All three Federal Court judges came down in favour of the Australian Government and Immigration Minister Alex Hawke’s ruling that to allow him to stay in the country posed a threat to public health.
Mr Hawke’s reasoning was, he believed, that the presence of Djokovic could spark “anti-vaccine” sentiment and “civil unrest.” The judges agreed.
Chief Justice Allsop said the three judges had unanimously ruled to uphold the government’s cancellation of Djokovic’s visa and he said it was not “part of the function of the court” to decide upon “the merits or wisdom” of Immigration Minister Alex Hawke’s decision to cancel Djokovic’s visa.
He added the court “was not in a position to deliver reasons today” but further reasoning on the court’s decision will be published “at a later date.”
The court also ordered that Djokovic pay the government’s legal costs for the hearing.
Djokovic issued a brief statement following the decision:
“I would like to make a brief statement to address the outcomes of today’s Court hearing.
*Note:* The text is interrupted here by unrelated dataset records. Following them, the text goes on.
//! Validated, immutable description of one search request.

use crate::content_type::ContentType;
use crate::error::ValidationError;
use crate::time_range::TimeRange;
use serde::{Deserialize, Serialize};
use std::str::FromStr;

pub const MAX_SIZE: usize = 500;
pub const DEFAULT_SIZE: usize = 25;
/// Deepest page an index will serve: `offset + size` may not exceed it
pub const MAX_RESULT_WINDOW: usize = 10_000;

#[derive(Debug, Clone, Copy, Default, PartialEq, Eq, Serialize, Deserialize)]
#[serde(rename_all = "snake_case")]
pub enum SortField {
    #[default]
    CreatedUtc,
    Score,
    NumComments,
}

impl SortField {
    pub fn as_str(self) -> &'static str {
        match self {
            SortField::CreatedUtc => "created_utc",
            SortField::Score => "score",
            SortField::NumComments => "num_comments",
        }
    }
}

impl FromStr for SortField {
    type Err = ValidationError;

    fn from_str(s: &str) -> Result<Self, Self::Err> {
        match s.trim().to_ascii_lowercase().as_str() {
            "created_utc" => Ok(SortField::CreatedUtc),
            "score" => Ok(SortField::Score),
            "num_comments" => Ok(SortField::NumComments),
            _ => Err(ValidationError::new(
                "sort_type",
                format!("unrecognized sort_type '{s}' (expected created_utc, score or num_comments)"),
            )),
        }
    }
}

#[derive(Debug, Clone, Copy, Default, PartialEq, Eq, Serialize, Deserialize)]
#[serde(rename_all = "lowercase")]
pub enum SortDir {
    Asc,
    #[default]
    Desc,
}

impl SortDir {
    pub fn as_str(self) -> &'static str {
        match self {
            SortDir::Asc => "asc",
            SortDir::Desc => "desc",
        }
    }
}

impl FromStr for SortDir {
    type Err = ValidationError;

    fn from_str(s: &str) -> Result<Self, Self::Err> {
        match s.trim().to_ascii_lowercase().as_str() {
            "asc" => Ok(SortDir::Asc),
            "desc" => Ok(SortDir::Desc),
            _ => Err(ValidationError::new(
                "sort",
                format!("unrecognized sort direction '{s}' (expected asc or desc)"),
            )),
        }
    }
}

/// Multi-value keyword filter: a record matches when the field equals any value
#[derive(Debug, Clone, PartialEq, Eq, Serialize, Deserialize)]
pub struct TermFilter {
    pub field: String,
    pub values: Vec<String>,
}

/// `>N`, `<N` or `N` against a numeric field
#[derive(Debug, Clone, Copy, PartialEq, Eq, Serialize, Deserialize)]
#[serde(rename_all = "lowercase")]
pub enum Comparison {
    Gt(i64),
    Lt(i64),
    Eq(i64),
}

impl FromStr for Comparison {
    type Err = String;

    fn from_str(s: &str) -> Result<Self, Self::Err> {
        let s = s.trim();
        let parse = |digits: &str| {
            digits
                .trim()
                .parse::<i64>()
                .map_err(|_| format!("expected >N, <N or N, got '{s}'"))
        };
        if let Some(rest) = s.strip_prefix('>') {
            parse(rest).map(Comparison::Gt)
        } else if let Some(rest) = s.strip_prefix('<') {
            parse(rest).map(Comparison::Lt)
        } else {
            parse(s).map(Comparison::Eq)
        }
    }
}

#[derive(Debug, Clone, PartialEq, Eq, Serialize, Deserialize)]
pub struct NumericFilter {
    pub field: String,
    pub comparison: Comparison,
}

/// Full-text clause restricted to one field, or to the kind's text fields when `field` is `None`
#[derive(Debug, Clone, PartialEq, Eq, Serialize, Deserialize)]
pub struct TextClause {
    pub field: Option<String>,
    pub query: String,
}

#[derive(Debug, Clone, PartialEq, Eq, Serialize, Deserialize)]
pub struct QuerySpec {
    pub content_type: ContentType,
    pub query: Option<String>,
    /// Field-scoped full-text queries (`title=...`)
    pub scoped_queries: Vec<TextClause>,
    /// Exclusions (`q:not=...`, `title:not=...`)
    pub exclusions: Vec<TextClause>,
    /// Keyword filters, in the content type's table order
    pub filters: Vec<TermFilter>,
    pub numeric_filters: Vec<NumericFilter>,
    /// Boolean flags, in the content type's table order
    pub flags: Vec<(String, bool)>,
    pub size: usize,
    pub offset: usize,
    pub sort_field: SortField,
    pub sort_dir: SortDir,
    pub time_range: TimeRange,
    pub fields: Option<Vec<String>>,
    pub aggregations: Vec<String>,
    pub min_doc_count: Option<u64>,
    /// Exact ids; when present the request is an exact-ID lookup
    pub ids: Option<Vec<u64>>,
}

impl QuerySpec {
    /// Empty spec with the defaults a request without parameters gets
    pub fn new(content_type: ContentType) -> Self {
        Self {
            content_type,
            query: None,
            scoped_queries: Vec::new(),
            exclusions: Vec::new(),
            filters: Vec::new(),
            numeric_filters: Vec::new(),
            flags: Vec::new(),
            size: DEFAULT_SIZE,
            offset: 0,
            sort_field: SortField::default(),
            sort_dir: SortDir::default(),
            time_range: TimeRange::default(),
            fields: None,
            aggregations: Vec::new(),
            min_doc_count: None,
            ids: None,
        }
    }

    pub fn with_filter(mut self, field: &str, values: &[&str]) -> Self {
        self.filters.push(TermFilter {
            field: field.to_string(),
            values: values.iter().map(|v| v.to_ascii_lowercase()).collect(),
        });
        self
    }

    pub fn with_size(mut self, size: usize) -> Self {
        self.size = size.min(MAX_SIZE);
        self
    }

    pub fn with_aggregations(mut self, names: &[&str]) -> Self {
        self.aggregations = names.iter().map(|n| n.to_string()).collect();
        self
    }

    pub fn with_time_range(mut self, time_range: TimeRange) -> Self {
        self.time_range = time_range;
        self
    }

    pub fn is_exact_lookup(&self) -> bool {
        self.ids.is_some()
    }
}

#[cfg(test)]
mod tests {
    use super::*;

    #[test]
    fn test_sort_field_parse() {
        assert_eq!("Score".parse::<SortField>().unwrap(), SortField::Score);
        let err = "karma".parse::<SortField>().unwrap_err();
        assert_eq!(err.field, "sort_type");
        assert!(err.reason.contains("'karma'"));
    }

    #[test]
    fn test_sort_dir_parse() {
        assert_eq!("ASC".parse::<SortDir>().unwrap(), SortDir::Asc);
        let err = "sideways".parse::<SortDir>().unwrap_err();
        assert_eq!(err.field, "sort");
        assert!(err.reason.contains("'sideways'"));
    }

    #[test]
    fn test_comparison_parse() {
        assert_eq!(">10".parse::<Comparison>().unwrap(), Comparison::Gt(10));
        assert_eq!("<-3".parse::<Comparison>().unwrap(), Comparison::Lt(-3));
        assert_eq!("42".parse::<Comparison>().unwrap(), Comparison::Eq(42));
        assert!(">=10".parse::<Comparison>().is_err());
        assert!("lots".parse::<Comparison>().is_err());
    }

    #[test]
    fn test_defaults() {
        let spec = QuerySpec::new(ContentType::Comment);
        assert_eq!(spec.size, DEFAULT_SIZE);
        assert_eq!(spec.sort_field, SortField::CreatedUtc);
        assert_eq!(spec.sort_dir, SortDir::Desc);
        assert!(!spec.is_exact_lookup());
        assert_eq!(spec.with_size(10_000).size, MAX_SIZE);
    }
}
I will now be taking some time to rest and to recuperate, before making any further comments beyond this.
“I am extremely disappointed with the Court ruling to dismiss my application for judicial review of the Minister’s decision to cancel my visa, which means I cannot stay in Australia and participate in the Australian Open.
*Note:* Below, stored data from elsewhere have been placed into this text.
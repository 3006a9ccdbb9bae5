//! Error types for Stencil
//!
//! All modules use `StencilResult<T>` as their return type.

use std::path::PathBuf;
use thiserror::Error;

/// Result type alias for Stencil operations
pub type StencilResult<T> = Result<T, StencilError>;

/// All errors that can occur in Stencil
#[derive(Error, Debug)]
pub enum StencilError {
    // Configuration errors
    #[error("Invalid cache prefix '{0}', expected 1-8 characters matching [A-Za-z0-9][A-Za-z0-9-]*")]
    InvalidPrefix(String),

    #[error("Invalid digest '{0}', expected 40 hexadecimal characters")]
    InvalidDigest(String),

    #[error("Invalid configuration at {path}: {reason}")]
    ConfigInvalid { path: PathBuf, reason: String },

    #[error("Failed to create config directory {path}: {source}")]
    ConfigDirCreate {
        path: PathBuf,
        #[source]
        source: std::io::Error,
    },

    #[error("No database URL configured")]
    DatabaseUrlMissing,

    // Backing store errors
    #[error("Database error: {0}")]
    Store(#[from] sqlx::Error),

    #[error("Database already exists: {0}")]
    DatabaseExists(String),

    #[error("Database not found: {0}")]
    DatabaseNotFound(String),

    #[error("Advisory lock {0} is not held by this session")]
    LockNotHeld(i64),

    // Digest errors
    #[error("Module '{module}' not found in addons paths")]
    ModuleNotFound { module: String },

    #[error("Failed to walk {path}: {reason}")]
    Walk { path: PathBuf, reason: String },

    // Builder errors
    #[error("No template builder command configured")]
    BuilderNotConfigured,

    #[error("Template build for {database} failed (exit code {code}):\n{output}")]
    BuildFailed {
        database: String,
        code: i32,
        output: String,
    },

    #[error("Command failed: {command}")]
    CommandFailed {
        command: String,
        #[source]
        source: std::io::Error,
    },

    // IO errors
    #[error("IO error: {context}")]
    Io {
        context: String,
        #[source]
        source: std::io::Error,
    },

    // Serialization errors
    #[error("JSON error: {0}")]
    Json(#[from] serde_json::Error),

    #[error("TOML serialize error: {0}")]
    TomlSerialize(#[from] toml::ser::Error),

    // General errors
    #[error("Internal error: {0}")]
    Internal(String),

    #[error("{0}")]
    User(String),
}

impl StencilError {
    /// Create an IO error with context
    pub fn io(context: impl Into<String>, source: std::io::Error) -> Self {
        Self::Io {
            context: context.into(),
            source,
        }
    }

    /// Create a command failed error
    pub fn command_failed(command: impl Into<String>, source: std::io::Error) -> Self {
        Self::CommandFailed {
            command: command.into(),
            source,
        }
    }

    /// Get actionable hint for the error
    pub fn hint(&self) -> Option<&'static str> {
        match self {
            Self::InvalidPrefix(_) => Some("Use at most 8 letters, digits or hyphens, e.g. --cache-prefix cache"),
            Self::DatabaseUrlMissing => {
                Some("Pass --database-url, set STENCIL_DATABASE_URL, or run: stencil config init")
            }
            Self::BuilderNotConfigured => Some("Set [builder] command in the stencil config file"),
            Self::ModuleNotFound { .. } => Some("Check [addons] paths in the stencil config file"),
            Self::Store(sqlx::Error::Io(_) | sqlx::Error::Tls(_) | sqlx::Error::PoolTimedOut) => {
                Some("Check that the database server is reachable at the configured URL")
            }
            _ => None,
        }
    }
}

#[cfg(test)]
mod tests {
    use super::*;

    #[test]
    fn error_display() {
        let err = StencilError::InvalidPrefix("way-too-long".to_string());
        assert!(err.to_string().contains("Invalid cache prefix 'way-too-long'"));
    }

    #[test]
    fn error_hint() {
        assert!(StencilError::DatabaseUrlMissing
            .hint()
            .unwrap()
            .contains("STENCIL_DATABASE_URL"));
        assert_eq!(StencilError::Internal("x".to_string()).hint(), None);
    }

    #[test]
    fn lock_error_display() {
        let err = StencilError::LockNotHeld(42);
        assert_eq!(err.to_string(), "Advisory lock 42 is not held by this session");
    }
}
“I respect the Court’s ruling and I will cooperate with the relevant authorities in relation to my departure from the country.
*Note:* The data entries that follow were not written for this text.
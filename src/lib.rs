//! Stencil - database template cache
//!
//! Creates ERP databases by cloning cached templates, keyed by a digest of
//! the modules and sources they were built from.

pub mod builder;
pub mod cache;
pub mod cli;
pub mod config;
pub mod error;
pub mod pattern;
pub mod store;
pub mod ui;

pub use error::{StencilError, StencilResult};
“I am uncomfortable that the focus of the past weeks has been on me and I hope that we can all now focus on the game and tournament I love. I would like to wish the players, tournament officials, staff, volunteers and fans all the best for the tournament.
“Finally, I would like to thank my family, friends, team, supporters, fans and my fellow Serbians for your continued support. You have all been a great source of strength to me.”